Chief Commissioner of De Nederlandse Padvinders

= Jan Volkmaars =

Evert Jan Hendrikus Volkmaars (5 July 1902 – 1997) served as the Chief Commissioner of De Nederlandse Padvinders (NPV), as well as a member of the World Scout Committee.

At the World Scout Conference from 26 to 29 September 1962, Volkmaars proposed the adoption of the World Scout Emblem for all movements. J. S. Wilson introduced an international Scout badge in 1939-a silver fleur-de-lis on a purple background surrounded by the names of the five continents in silver within a circular frame.
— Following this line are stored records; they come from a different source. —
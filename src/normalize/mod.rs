//! Field normalization: native-vocabulary raw values into the model's
//! feature schema.

use once_cell::sync::Lazy;
use regex::Regex;
use serde::{Deserialize, Serialize};
use std::collections::{BTreeMap, HashMap};
use tracing::debug;

use crate::extract::MergedFieldMap;
use crate::fields::{self, FieldKind};

/// A typed feature value in the model schema
#[derive(Debug, Clone, PartialEq, Serialize, Deserialize)]
#[serde(untagged)]
pub enum FeatureValue {
    Float(f64),
    Int(i64),
    Text(String),
}

impl FeatureValue {
    /// Numeric view of the value, if it has one.
    /// Text is parsed leniently so already-normalized records round-trip.
    pub fn as_f64(&self) -> Option<f64> {
        match self {
            Self::Float(v) => Some(*v),
            Self::Int(v) => Some(*v as f64),
            Self::Text(s) => s.trim().parse::<f64>().ok(),
        }
    }

    /// String rendering used for categorical model inputs
    pub fn to_display_string(&self) -> String {
        match self {
            Self::Float(v) => v.to_string(),
            Self::Int(v) => v.to_string(),
            Self::Text(s) => s.clone(),
        }
    }
}

/// Mapping from model-schema column name to a typed value
pub type FeatureRecord = BTreeMap<String, FeatureValue>;

/// Static one-to-one rename table: native field name to model column
static RENAME_TABLE: Lazy<HashMap<&'static str, &'static str>> = Lazy::new(|| {
    HashMap::from([
        ("Район", "District"),
        ("Класс Жилья", "Class"),
        ("Корпус", "Building"),
        ("Всего Этажей", "FloorsTotal"),
        ("Очередь", "Phase"),
        ("Тип Здания", "BuildingType"),
        ("Этаж", "Floor"),
        ("Секция", "Section"),
        ("Тип Недвижимости", "PropertyType"),
        ("Категория", "PropertyCategory"),
        ("Квартиры", "Apartments"),
        ("Отделка", "Finishing"),
        ("Статус", "Status"),
        ("Вариант Кв.", "ApartmentOption"),
        ("Ипотека", "Mortgage"),
        ("Субсидии", "Subsidies"),
        ("Планировка", "Layout"),
        ("Высота Потолков", "CeilingHeight"),
        ("Общая Площадь", "TotalArea"),
        ("Площадь без Балкона", "AreaWithoutBalcony"),
        ("Жилая Площадь", "LivingArea"),
        ("Площадь Кухни", "KitchenArea"),
        ("Площадь Коридора", "HallwayArea"),
        ("Площадь Ванной", "BathroomArea"),
        ("Площадь Балкона", "BalconyArea"),
        ("Площадь Участка", "PlotArea"),
        ("Застройщик (Код)", "Developer_encoded"),
        ("Комплекс (Код)", "Complex_encoded"),
    ])
});

/// Column-name view of the dictionary kinds, so that records keyed by
/// schema columns normalize the same way as native-vocabulary ones
static COLUMN_KINDS: Lazy<HashMap<&'static str, FieldKind>> = Lazy::new(|| {
    fields::DICTIONARY
        .iter()
        .filter_map(|field| {
            RENAME_TABLE
                .get(field.name)
                .map(|column| (*column, field.kind))
        })
        .collect()
});

static DECIMAL_TOKEN: Lazy<Regex> =
    Lazy::new(|| Regex::new(r"\d+(?:[.,]\d+)?").expect("decimal token pattern must compile"));

static INTEGER_TOKEN: Lazy<Regex> =
    Lazy::new(|| Regex::new(r"\d+").expect("integer token pattern must compile"));

/// First decimal or integer token of a raw string, with either comma or
/// period as the decimal separator: "85,5 м²" parses as 85.5
pub fn parse_decimal(raw: &str) -> Option<f64> {
    DECIMAL_TOKEN
        .find(raw)
        .and_then(|token| token.as_str().replace(',', ".").parse::<f64>().ok())
}

/// First integer token of a raw string: "12 этаж" parses as 12
pub fn parse_integer(raw: &str) -> Option<i64> {
    INTEGER_TOKEN
        .find(raw)
        .and_then(|token| token.as_str().parse::<i64>().ok())
}

/// Kind of a key, whether it is native vocabulary or already a schema column
fn kind_of_key(key: &str) -> FieldKind {
    fields::kind_of(key)
        .or_else(|| COLUMN_KINDS.get(key).copied())
        .unwrap_or(FieldKind::Category)
}

/// Normalize a merged raw-field map into a typed feature record.
///
/// Keys are renamed through the static table (unmapped keys pass through
/// unchanged), numeric fields have their unit suffix stripped, count
/// fields become integers and categories stay as trimmed text. A field
/// whose raw value yields no numeric token is dropped rather than zeroed,
/// so "missing" stays distinguishable from "zero" until default fill.
/// A single field failing never aborts the rest.
pub fn normalize(raw: &MergedFieldMap) -> FeatureRecord {
    let mut record = FeatureRecord::new();

    for (key, value) in raw {
        let column = RENAME_TABLE
            .get(key.as_str())
            .map(|c| c.to_string())
            .unwrap_or_else(|| key.clone());

        match kind_of_key(key) {
            FieldKind::NumericWithUnit => match parse_decimal(value) {
                Some(number) => {
                    record.insert(column, FeatureValue::Float(number));
                }
                None => {
                    debug!("Dropping field '{}': no numeric token in '{}'", key, value);
                }
            },
            FieldKind::IntegerCount => match parse_integer(value) {
                Some(number) => {
                    record.insert(column, FeatureValue::Int(number));
                }
                None => {
                    debug!("Dropping field '{}': no integer token in '{}'", key, value);
                }
            },
            FieldKind::Category => {
                record.insert(column, FeatureValue::Text(value.trim().to_string()));
            }
        }
    }

    record
}

#[cfg(test)]
mod tests {
    use super::*;

    fn raw(pairs: &[(&str, &str)]) -> MergedFieldMap {
        pairs
            .iter()
            .map(|(k, v)| (k.to_string(), v.to_string()))
            .collect()
    }

    #[test]
    fn test_numeric_unit_stripping() {
        assert_eq!(parse_decimal("85.5 м²"), Some(85.5));
        assert_eq!(parse_decimal("85,5 м²"), Some(85.5));
        assert_eq!(parse_decimal("2.8 м"), Some(2.8));
        assert_eq!(parse_decimal("нет данных"), None);
    }

    #[test]
    fn test_integer_extraction() {
        assert_eq!(parse_integer("12 этаж"), Some(12));
        assert_eq!(parse_integer("7 из 25"), Some(7));
        assert_eq!(parse_integer("подвал"), None);
    }

    #[test]
    fn test_normalize_renames_and_types() {
        let record = normalize(&raw(&[
            ("Общая Площадь", "64.2 м²"),
            ("Этаж", "7"),
            ("Район", " Бутово "),
        ]));

        assert_eq!(record.get("TotalArea"), Some(&FeatureValue::Float(64.2)));
        assert_eq!(record.get("Floor"), Some(&FeatureValue::Int(7)));
        assert_eq!(
            record.get("District"),
            Some(&FeatureValue::Text("Бутово".to_string()))
        );
    }

    #[test]
    fn test_unparseable_numeric_field_is_dropped_not_zeroed() {
        let record = normalize(&raw(&[("Общая Площадь", "уточняется")]));
        assert!(!record.contains_key("TotalArea"));
    }

    #[test]
    fn test_partial_failure_keeps_other_fields() {
        let record = normalize(&raw(&[
            ("Общая Площадь", "уточняется"),
            ("Этаж", "7"),
        ]));

        assert_eq!(record.len(), 1);
        assert_eq!(record.get("Floor"), Some(&FeatureValue::Int(7)));
    }

    #[test]
    fn test_unmapped_keys_pass_through() {
        let record = normalize(&raw(&[("Парковка", "подземная")]));
        assert_eq!(
            record.get("Парковка"),
            Some(&FeatureValue::Text("подземная".to_string()))
        );
    }

    #[test]
    fn test_idempotence_on_schema_named_record() {
        let first = normalize(&raw(&[
            ("Общая Площадь", "64.2 м²"),
            ("Этаж", "7"),
            ("Район", "Бутово"),
        ]));

        // Render the normalized record back to strings and normalize again.
        let as_strings: MergedFieldMap = first
            .iter()
            .map(|(k, v)| (k.clone(), v.to_display_string()))
            .collect();
        let second = normalize(&as_strings);

        assert_eq!(first, second);
    }
}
The current emblem design was introduced at the 8th World Scout Jamboree in 1955 by former Boy Scouts of Greece National Commissioner Demetrios Alexatos. The wearing of it was not universal, but was confined to past and present members of the International Committee and staff of the Bureau. A flag of similar design followed, the flying of which was restricted to international Scout gatherings. After long discussions, the 27th World Scout Conference in 1969 adopted them as the emblem and flag of all movements, based on Volkmaars' 1962 proposal.

In 1965, Volkmaars was awarded the 38th Bronze Wolf, the only distinction of the World Organization of the Scout Movement, awarded by the World Scout Committee for exceptional services to world Scouting.